La question d'un parallèle entre les années 30 et la décennie actuelle me taraude depuis longtemps, sachant ce qui a succédé aux premières. Et j'ai trouvé ce livre, un peu par hasard, sur un stand au festival Interceltique de Lorient, et en ai fait derechef l'acquisition. Il a été rédigé, en 2013 ou 2014, par deux chercheurs et deux journalistes et est structuré en chapitres dont chacun aborde une thématique particulière et relate les faits historiques qui s'y rapportent, dans les années trente comme dans l'actualité contemporaine. Ce qui en facilite grandement la lecture, mais sans doute au détriment de l'exposition d'une vision d'ensemble du sujet traité.


Certaines des thématiques sont bien sur attendues dans un tel ouvrage : crises financières, montée des fascismes et de l'ordre moral, bruits de bottes, corruption des dirigeants politiques, immigration, renoncements de la gauche à transformer la société, toute puissance de la finance, polémistes haineux, déclinisme et racisme.

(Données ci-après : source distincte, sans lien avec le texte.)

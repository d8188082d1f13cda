//! Prelude module for convenient imports
//!
//! Import everything you need with:
//! ```rust
//! use urban_intellect::prelude::*;
//! ```

pub use crate::{
    AssistantClient, AssistantConfig, AssistantError, ChatMessage, CoordinatorHandle,
    DirAssetSource, EventLoop, HttpAssetSource, HttpAssistantClient, LatLon, MapCoordinator,
    MessageKind, NeighborhoodId, OverlayCategory, PointOfInterest, PromptPolicy, Recommendation,
    ScreenPoint, SessionConfig, Tab, UiEvent, ViewSnapshot,
};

A cet égard, la lecture n'en n'est pas moins intéressante au moins sur un plan historique. Car si sur ces divers sujets, l'actualité est généralement (et malheureusement) bien connue de tout un chacun, il n'en va pas forcément de même pour ce qui concerne les années trente, du moins pour qui n'est pas historien spécialisé dans cette période. J'ignorais par exemple que l'immigration avait à l'époque été fortement combattue (et de fait restreinte) par les politiques de presque tous les bords.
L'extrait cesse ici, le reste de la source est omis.